▸ **Data shown**
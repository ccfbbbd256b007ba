use crate::executor::{into_object, TaskGraphExecutor};
use crate::monitor::AgentMonitor;
use crate::runner::TaskRunner;
use chrono::Utc;
use futures_util::future::join_all;
use meridian_agent::{Agent, AgentProfile};
use meridian_core::{
    AdmissionLimiter, AgentResult, AgentRole, AgentTask, CapabilityRegistry, ExperienceEvent,
    ExperienceStore, InferenceProvider, ReasoningPattern, RetrievalContext, RetrievalProvider,
    TaskId, DEFAULT_ADMISSION_LIMIT,
};
use meridian_reasoning::ReasoningConfig;
use serde::{Deserialize, Serialize};
use std::collections::{BTreeMap, HashMap};
use std::sync::Arc;
use std::time::{Duration, Instant};
use tracing::{info, warn};
use uuid::Uuid;

/// Id of the synthesis step that aggregates every other result.
pub const SYNTHESIS_TASK_ID: &str = "__synthesis__";

#[derive(Debug, Clone, PartialEq, Serialize, Deserialize)]
pub struct OrchestratorConfig {
    /// Tasks of one layer running at once.
    #[serde(default = "default_max_concurrency")]
    pub max_concurrency: usize,
    /// Overrides every profile's reasoning pattern when set.
    #[serde(default)]
    pub default_pattern: Option<ReasoningPattern>,
    /// Run the synthesis step after the graph.
    #[serde(default = "default_synthesize")]
    pub synthesize: bool,
    /// Chunks recalled per root task when memory is enabled.
    #[serde(default = "default_memory_top_k")]
    pub memory_top_k: usize,
}

fn default_max_concurrency() -> usize {
    DEFAULT_ADMISSION_LIMIT
}

fn default_synthesize() -> bool {
    true
}

fn default_memory_top_k() -> usize {
    3
}

impl Default for OrchestratorConfig {
    fn default() -> Self {
        Self {
            max_concurrency: default_max_concurrency(),
            default_pattern: None,
            synthesize: default_synthesize(),
            memory_top_k: default_memory_top_k(),
        }
    }
}

/// Everything a supervised run produced.
#[derive(Debug, Clone, Serialize, Deserialize)]
pub struct SupervisorReport {
    pub run_id: String,
    pub results: BTreeMap<TaskId, AgentResult>,
    pub synthesis: Option<AgentResult>,
    pub layers: Vec<Vec<TaskId>>,
    /// Synthesis and every task succeeded.
    pub overall_success: bool,
    /// Mean confidence of the task results, synthesis excluded.
    pub average_confidence: f64,
    #[serde(with = "meridian_core::serde_millis")]
    pub total_time: Duration,
}

/// Runs a task graph end to end: optional memory recall, layered
/// execution, synthesis and experience recording.
pub struct Supervisor {
    executor: TaskGraphExecutor,
    runner: Arc<dyn TaskRunner>,
    /// Shared with the executor; also bounds memory recall.
    limiter: AdmissionLimiter,
    capabilities: CapabilityRegistry,
    config: OrchestratorConfig,
    retriever: Option<Arc<dyn RetrievalProvider>>,
    experience: Option<Arc<dyn ExperienceStore>>,
}

impl Supervisor {
    /// Build a supervisor around an [`Agent`] wired to `provider`.
    ///
    /// Reasoning is attached only when the capability registry enables it.
    pub fn new(
        provider: Arc<dyn InferenceProvider>,
        mut profiles: Vec<AgentProfile>,
        reasoning: ReasoningConfig,
        capabilities: CapabilityRegistry,
        config: OrchestratorConfig,
    ) -> Self {
        if let Some(pattern) = config.default_pattern {
            for profile in &mut profiles {
                profile.pattern = pattern;
            }
        }
        let mut agent = Agent::new(provider, profiles);
        if capabilities.reasoning_enabled {
            agent = agent.with_reasoning(reasoning);
        }
        Self::with_runner(Arc::new(agent), capabilities, config)
    }

    /// Build a supervisor around any task runner.
    pub fn with_runner(
        runner: Arc<dyn TaskRunner>,
        capabilities: CapabilityRegistry,
        config: OrchestratorConfig,
    ) -> Self {
        let limiter = AdmissionLimiter::new(config.max_concurrency);
        let executor = TaskGraphExecutor::new(runner.clone(), limiter.clone());
        Self {
            executor,
            runner,
            limiter,
            capabilities,
            config,
            retriever: None,
            experience: None,
        }
    }

    /// Source for memory recall, used when `memory_enabled`.
    pub fn with_retriever(mut self, retriever: Arc<dyn RetrievalProvider>) -> Self {
        self.retriever = Some(retriever);
        self
    }

    /// Sink for run summaries, used when `experience_enabled`.
    pub fn with_experience_store(mut self, store: Arc<dyn ExperienceStore>) -> Self {
        self.experience = Some(store);
        self
    }

    pub fn capabilities(&self) -> &CapabilityRegistry {
        &self.capabilities
    }

    pub fn monitor(&self) -> &Arc<AgentMonitor> {
        self.executor.monitor()
    }

    /// Run a task set to completion. Never fails: every task, including
    /// unschedulable ones, ends up in the report.
    pub async fn run(&self, tasks: Vec<AgentTask>) -> SupervisorReport {
        let start = Instant::now();
        let run_id = Uuid::new_v4().to_string();
        info!(run_id = %run_id, tasks = tasks.len(), "Supervisor: starting run");

        let tasks = self.recall(tasks).await;
        let outcome = self.executor.execute_with(tasks, &HashMap::new()).await;

        let synthesis = if self.config.synthesize && !outcome.results.is_empty() {
            Some(self.synthesize(&outcome.results).await)
        } else {
            None
        };

        let overall_success = !outcome.results.is_empty()
            && outcome.results.values().all(|r| r.success)
            && synthesis.as_ref().map_or(true, |s| s.success);
        let average_confidence = mean_confidence(outcome.results.values());

        let report = SupervisorReport {
            run_id,
            results: outcome.results.into_iter().collect(),
            synthesis,
            layers: outcome.layers,
            overall_success,
            average_confidence,
            total_time: start.elapsed(),
        };

        info!(
            run_id = %report.run_id,
            overall_success = report.overall_success,
            average_confidence = report.average_confidence,
            duration_ms = report.total_time.as_millis() as u64,
            "Supervisor: run complete"
        );

        self.record_experience(&report).await;
        report
    }

    /// Attach recalled chunks to root tasks when memory is enabled.
    async fn recall(&self, tasks: Vec<AgentTask>) -> Vec<AgentTask> {
        let Some(retriever) = self.retriever.as_ref().filter(|_| self.capabilities.memory_enabled)
        else {
            return tasks;
        };
        let context = RetrievalContext::top_k(self.config.memory_top_k);

        join_all(tasks.into_iter().map(|mut task| {
            let context = &context;
            async move {
                if !task.dependencies.is_empty() {
                    return task;
                }
                let recalled = self
                    .limiter
                    .run(retriever.retrieve(&task.instruction(), context))
                    .await;
                match recalled {
                    Ok(chunks) if !chunks.is_empty() => {
                        let memory: Vec<serde_json::Value> = chunks
                            .iter()
                            .map(|c| {
                                serde_json::json!({
                                    "title": c.title,
                                    "content": c.content,
                                    "score": c.score,
                                })
                            })
                            .collect();
                        let mut input = into_object(std::mem::take(&mut task.input));
                        input.insert("memory".into(), serde_json::Value::Array(memory));
                        task.input = serde_json::Value::Object(input);
                    }
                    Ok(_) => {}
                    Err(e) => {
                        warn!(task_id = %task.id, error = %e, "Memory recall failed, continuing without it");
                    }
                }
                task
            }
        }))
        .await
    }

    async fn synthesize(&self, results: &HashMap<TaskId, AgentResult>) -> AgentResult {
        let mut task_results = serde_json::Map::new();
        let mut task_errors = serde_json::Map::new();
        let ordered: BTreeMap<&TaskId, &AgentResult> = results.iter().collect();
        for (id, result) in ordered {
            if result.success {
                task_results.insert(id.clone(), result.payload.clone());
            } else {
                let text = result.error.clone().unwrap_or_else(|| "failed".to_string());
                task_errors.insert(id.clone(), serde_json::Value::String(text));
            }
        }

        let task = AgentTask::new(
            SYNTHESIS_TASK_ID,
            AgentRole::Synthesizer,
            serde_json::json!({
                "description": "Combine the results of all tasks into one final answer.",
                "task_results": task_results,
                "task_errors": task_errors,
            }),
        );

        info!(inputs = results.len(), "Supervisor: synthesizing");
        let monitor = self.executor.monitor();
        monitor.start_task(task.role, &task.id).await;
        let result = self.runner.run(&task).await;
        monitor.finish_task(&result).await;
        result
    }

    async fn record_experience(&self, report: &SupervisorReport) {
        if !self.capabilities.experience_enabled {
            return;
        }
        let Some(store) = &self.experience else {
            return;
        };
        let succeeded = report.results.values().filter(|r| r.success).count();
        let event = ExperienceEvent::TaskGraphCompleted {
            run_id: report.run_id.clone(),
            task_count: report.results.len(),
            succeeded,
            failed: report.results.len() - succeeded,
            overall_success: report.overall_success,
            average_confidence: report.average_confidence,
            duration_ms: report.total_time.as_millis() as u64,
            recorded_at: Utc::now(),
        };
        if let Err(e) = store.record(event).await {
            warn!(run_id = %report.run_id, error = %e, "Failed to record experience");
        }
    }
}

/// Mean confidence, 0 for an empty set.
fn mean_confidence<'a>(results: impl Iterator<Item = &'a AgentResult>) -> f64 {
    let (sum, count) = results.fold((0.0, 0usize), |(sum, n), r| (sum + r.confidence, n + 1));
    if count == 0 {
        0.0
    } else {
        sum / count as f64
    }
}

▸ **Task brief**
Please return a copy of each line in the entries that has the string "when".

▸ **Result**
    /// Overrides every profile's reasoning pattern when set.
    /// Chunks recalled per root task when memory is enabled.
    /// Reasoning is attached only when the capability registry enables it.
    /// Source for memory recall, used when `memory_enabled`.
    /// Sink for run summaries, used when `experience_enabled`.
    /// Attach recalled chunks to root tasks when memory is enabled.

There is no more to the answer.